Stores began selling the consoles Oct. 26. By the following day, they were being offered in newspaper classified ads for $1,000. And the number of classified ads in Seattle-area newspapers hawking the machines has grown steadily since.

History is repeating itself, said Levi Buchanan, recalling the resale frenzy that surrounded the release of Nintendo’s new game console several years ago.

“Grinches pop up every holiday season,” said Buchanan, editor-in-chief of GameFan, a video gamers magazine.

“Unfortunately, this was bound to happen once the shortage was announced,” he said.

Sony started hyping the machine more than 18 months ago by leaking pictures of the prototype, Buchanan said. But must-have toy crazes began with Cabbage Patch Kids in 1984.

And just 10 years before that, Pong, the first home video game, hit the market.

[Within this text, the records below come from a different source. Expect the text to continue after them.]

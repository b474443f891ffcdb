use std::fmt;
use std::path::PathBuf;

/// Where the dictionary is loaded from.
#[derive(Debug, Clone, PartialEq, Eq, Default)]
pub enum DictionarySource {
    /// The word list compiled into the binary.
    #[default]
    Bundled,
    File(PathBuf),
    /// An `http://` or `https://` URL, fetched once.
    Url(String),
}

impl DictionarySource {
    /// Reads a configured value: URLs by scheme, anything else as a path.
    pub fn from_path(path: impl Into<PathBuf>) -> Self {
        let path = path.into();
        match path.to_str() {
            Some(value) if is_remote(value) => Self::Url(value.to_string()),
            _ => Self::File(path),
        }
    }
}

impl From<&str> for DictionarySource {
    fn from(value: &str) -> Self {
        Self::from_path(value)
    }
}

impl fmt::Display for DictionarySource {
    fn fmt(&self, f: &mut fmt::Formatter<'_>) -> fmt::Result {
        match self {
            Self::Bundled => f.write_str("bundled dictionary"),
            Self::File(path) => write!(f, "{}", path.display()),
            Self::Url(url) => f.write_str(url),
        }
    }
}

fn is_remote(value: &str) -> bool {
    let lower = value.get(..8).unwrap_or(value).to_ascii_lowercase();
    lower.starts_with("http://") || lower.starts_with("https://")
}
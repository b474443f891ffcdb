use std::ops::Range;

use crate::editing::Caret;

/// Result of applying an edit to a [`Document`](crate::editing::Document)
#[derive(Debug, Clone, PartialEq, Eq)]
pub struct Patch {
    /// Root child indices touched by the edit, in the edited document
    pub changed: Range<usize>,
    pub caret: Caret,
    pub version: u64,
}
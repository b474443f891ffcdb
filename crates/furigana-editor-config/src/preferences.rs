use serde::{Deserialize, Serialize};
use std::path::{Path, PathBuf};

use crate::{ConfigError, config_dir};

#[derive(Debug, Clone, Copy, Default, PartialEq, Eq, Serialize, Deserialize)]
#[serde(rename_all = "lowercase")]
pub enum Theme {
    #[default]
    Light,
    Dark,
}

impl Theme {
    pub fn toggle(self) -> Self {
        match self {
            Theme::Light => Theme::Dark,
            Theme::Dark => Theme::Light,
        }
    }
}

/// State the app writes back, kept apart from the hand-edited config.
#[derive(Debug, Clone, Default, PartialEq, Serialize, Deserialize)]
#[serde(default)]
pub struct Preferences {
    pub theme: Theme,
}

impl Preferences {
    /// Missing file means defaults.
    pub fn load_from_path<P: AsRef<Path>>(path: P) -> Result<Self, ConfigError> {
        let path = path.as_ref();
        if !path.exists() {
            return Ok(Self::default());
        }

        let content =
            std::fs::read_to_string(path).map_err(|source| ConfigError::ConfigReadError {
                config_path: path.to_path_buf(),
                source,
            })?;
        toml::from_str(&content).map_err(|source| ConfigError::ConfigParseError {
            config_path: path.to_path_buf(),
            source,
        })
    }

    pub fn load() -> Result<Self, ConfigError> {
        Self::load_from_path(Self::preferences_path())
    }

    pub fn save_to_path<P: AsRef<Path>>(&self, path: P) -> anyhow::Result<()> {
        let path = path.as_ref();
        if let Some(parent) = path.parent() {
            std::fs::create_dir_all(parent)?;
        }
        std::fs::write(path, toml::to_string_pretty(self)?)?;
        Ok(())
    }

    pub fn preferences_path() -> PathBuf {
        config_dir().join("preferences.toml")
    }

    /// Flips the theme. Call [`save_to_path`](Self::save_to_path) to persist it.
    pub fn toggle_theme(&mut self) -> Theme {
        self.theme = self.theme.toggle();
        self.theme
    }
}
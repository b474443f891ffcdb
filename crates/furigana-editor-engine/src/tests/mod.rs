use std::io::{BufRead, BufReader, Write};
use std::net::TcpListener;
use std::thread;

use crate::convert::{ConvertError, ConvertOptions, Converter, DictionaryConverter};

/// A small dictionary covering the words used across the unit tests
pub fn sample_converter() -> DictionaryConverter {
    DictionaryConverter::from_entries([
        ("漢字", "かんじ"),
        ("書く", "かく"),
        ("今日", "きょう"),
        ("食べる", "たべる"),
        ("日本", "にほん"),
        ("日本語", "にほんご"),
        ("取り扱い", "とりあつかい"),
        ("お茶", "おちゃ"),
    ])
    .unwrap()
}

/// Converter whose every call fails
pub struct FailingConverter;

impl Converter for FailingConverter {
    fn convert(&self, _text: &str, _options: &ConvertOptions) -> Result<String, ConvertError> {
        Err(ConvertError::Failed("analyzer unavailable".to_string()))
    }
}

/// Converter that ignores its input and returns fixed output
pub struct ScriptedConverter {
    output: String,
}

impl ScriptedConverter {
    pub fn new(output: impl Into<String>) -> Self {
        Self {
            output: output.into(),
        }
    }
}

impl Converter for ScriptedConverter {
    fn convert(&self, _text: &str, _options: &ConvertOptions) -> Result<String, ConvertError> {
        Ok(self.output.clone())
    }
}

/// Answers a single HTTP request on a local port and returns its URL.
pub fn serve_once(status: &'static str, body: &'static str) -> String {
    let listener = TcpListener::bind("127.0.0.1:0").unwrap();
    let url = format!("http://{}/basic.tsv", listener.local_addr().unwrap());
    thread::spawn(move || {
        let (mut stream, _) = listener.accept().unwrap();
        let mut reader = BufReader::new(stream.try_clone().unwrap());
        let mut line = String::new();
        while reader.read_line(&mut line).unwrap() > 0 && line != "\r\n" {
            line.clear();
        }
        write!(stream, "HTTP/1.1 {status}\r\n").unwrap();
        write!(stream, "Content-Type: text/plain; charset=utf-8\r\n").unwrap();
        write!(stream, "Content-Length: {}\r\n", body.len()).unwrap();
        write!(stream, "Connection: close\r\n\r\n{body}").unwrap();
    });
    url
}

Allan Alcorn, a co-designer of Pong, recalled trying to get retailers interested in the game at a New York toy fair early that year. Until then, people watched TVs, they didn’t play with them, he said.

“We didn’t sell one unit,” Alcorn said, recalling the disinterested people passing by his booth.

Only 150,000 Pong players were made the first year, and Sears became the exclusive dealer because no other retailers were interested.

“And it was a big hit. Demand far exceeded supply,” Alcorn said.

“But then again, it was a 100 percent market share.”